We are pleased that the General Medical Council (GMC) has changed its policy on how long it publishes sanctions imposed on doctors, but do not believe it sufficiently considers individual doctors’ circumstances.
Currently all sanctions on a doctor’s registration, imposed by either a fitness to practise panel or an interim orders panel, remain on the medical register indefinitely, even after the sanction no longer applies.
However, following the GMC’s consultation around the information published and disclosed about a doctor’s fitness to practise (FTP), changes will be introduced in 2017. [1] The aim is to strike the right balance between transparency and proportionality, and reflect human rights and data protection law, while ensuring public protection.
The changes include a time limit on information published about doctors regarding sanctions placed on their practice. For those who have had conditions on their registration, or a suspension of up to three months, it is a limit of ten years and for those who have been suspended for more than three months, a limit of 15 years.
Although Medical Protection supports a number of the proposed changes, it is disappointing to see that the GMC is not making a distinction between the nature of an undertaking/sanction, and the time limits given, something we recommended in our response to the consultation. Nor have they fully addressed the need for a proportional balance between transparency and openness in the public interest and being fair to individual doctors, which we look at in further detail below.

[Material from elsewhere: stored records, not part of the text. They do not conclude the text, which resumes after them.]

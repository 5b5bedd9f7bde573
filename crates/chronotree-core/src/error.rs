//! Engine error taxonomy.

use crate::hash::Hash;
use crate::storage::{StorageError, StorageErrorCode};

/// Machine-readable codes for [`TreeError`].
#[derive(Debug, Clone, Copy, PartialEq, Eq)]
pub enum TreeErrorCode {
    /// A hash was looked up that is not in this replica's known nodes.
    UnknownHash,
    /// An input node failed validation.
    InvalidInput,
    /// An ancestor hash could not be retrieved from Storage.
    StorageNotFound,
    /// A node could not be saved to Storage.
    StorageSaveFailure,
}

/// Errors surfaced by [`ChronoTree`](crate::tree::ChronoTree) operations.
///
/// Storage failures are propagated, never caught or retried. Every failing
/// operation leaves the replica state exactly as it was before the call.
#[derive(Debug, thiserror::Error)]
pub enum TreeError {
    /// The hash is not in this replica's known nodes.
    #[error("hash {hash} is not known to this replica")]
    UnknownHash {
        /// The unresolvable hash.
        hash: Hash,
    },

    /// The input node failed validation.
    #[error("invalid input node: {reason}")]
    InvalidInput {
        /// What was wrong with the node.
        reason: String,
    },

    /// A Storage operation failed.
    #[error(transparent)]
    Storage(#[from] StorageError),
}

impl TreeError {
    /// Return the machine-readable error code for this error.
    #[must_use]
    pub fn code(&self) -> TreeErrorCode {
        match self {
            TreeError::UnknownHash { .. } => TreeErrorCode::UnknownHash,
            TreeError::InvalidInput { .. } => TreeErrorCode::InvalidInput,
            TreeError::Storage(err) => match err.code() {
                StorageErrorCode::NotFound => TreeErrorCode::StorageNotFound,
                StorageErrorCode::SerializeFailure => TreeErrorCode::StorageSaveFailure,
            },
        }
    }
}

#[cfg(test)]
mod tests {
    use super::*;

    #[test]
    fn unknown_hash_code() {
        let err = TreeError::UnknownHash {
            hash: Hash::from("blake3:missing"),
        };
        assert_eq!(err.code(), TreeErrorCode::UnknownHash);
        assert!(err.to_string().contains("blake3:missing"));
    }

    #[test]
    fn storage_not_found_maps_through() {
        let err = TreeError::from(StorageError::NotFound {
            hash: Hash::from("blake3:gone"),
        });
        assert_eq!(err.code(), TreeErrorCode::StorageNotFound);
    }

    #[test]
    fn invalid_input_names_the_reason() {
        let err = TreeError::InvalidInput {
            reason: "parent is unknown".to_owned(),
        };
        assert_eq!(err.code(), TreeErrorCode::InvalidInput);
        assert!(err.to_string().contains("parent is unknown"));
    }
}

• Under the proposed changes the GMC does not clearly differentiate between restrictions imposed after an FTP hearing where there have been findings of fact made, and other restrictions where there have been no findings of fact, such as mutually agreed undertakings or interim orders. For example, a doctor who has been suspended whilst being investigated, and then found to have the allegations unproven at an FTP hearing would still have this information publically listed for 15 years. In those circumstances it would be entirely wrong for the interim suspension to be published for 15 years, while the exoneration would not be. This requires proper consideration and clarification. *
• The GMC currently makes no distinction between two scenarios. The first; a newly qualified doctor who is found to require some clinical remediation, and is given undertakings which they have entirely satisfied, will have this information on public record for ten years. The second; a more senior doctor who, with a much more serious issue, is subject to prolonged conditions or undertakings of a more onerous nature, will have the same time limit given. Ten years will have a significantly bigger impact on a junior doctor at the start of their career in comparison to a senior clinician with the same infringement towards the end of theirs. We believe the impact this could have on the junior doctor is disproportionate to the public interest. The time limits placed on a junior doctor in this case, may have an excessively adverse impact on the doctor’s career, when compared to their more senior colleague.
• Niall Dickson, Chief Executive of the General Medical Council, said: “Patients have a right to know if there have been any serious concerns about a doctor…” Whilst patients have a right to know that practising doctors are safe, and that the regulator is doing its job, we do not believe a patient needs to know about minor infringements remediated 15 years ago.
The GMC consultation stated that it will continue to use its discretionary powers on a case-by-case basis, in line with their legislative framework. We believe there should be scope for discretion according to the severity and seriousness of the matter. A junior doctor involved in a relatively minor matter and subject to a short period of condition or undertakings, and who has entirely satisfied these on review, could have a publication time limit of 10 to 15 years if the guidelines are applied without careful thought.
More consideration needs to be given to individual doctors’ circumstances. We are keen to share our extensive knowledge and expertise in this area with the GMC to assist in working towards a policy which is transparent and fair.
1. The GMC consulted on its publication and disclosure policies which, under the Medical Act, allow the GMC to:
• Publish decisions made about a doctor by a fitness to practise panel
• Withhold information about a person’s health where it is considered to be confidential
• Publish or disclose information about a doctor to any person where it is considered to be in the public interest
The consultation covered information published about fitness to practise decisions on the GMC’s website and on the decisions page of the Medical Practitioners Tribunal Service (MPTS).The consultation took place between 1 July 2015 and 23 September 2015.
*Note added on 14 June 2016: The GMC has clarified that where an interim order has been placed on a doctor’s registration but their case is subsequently closed without any finding of impairment or warning, the information about the interim order is removed from the doctor’s online record [Publication and disclosure policy, para 8]. We are pleased that this is the case. The GMC understood that their List of publication time limits may have been unclear and will edit it to clarify it relates to substantive sanctions only.
Daniel Kremer is a medicolegal adviser at Medical Protection and previously practised as a general practitioner.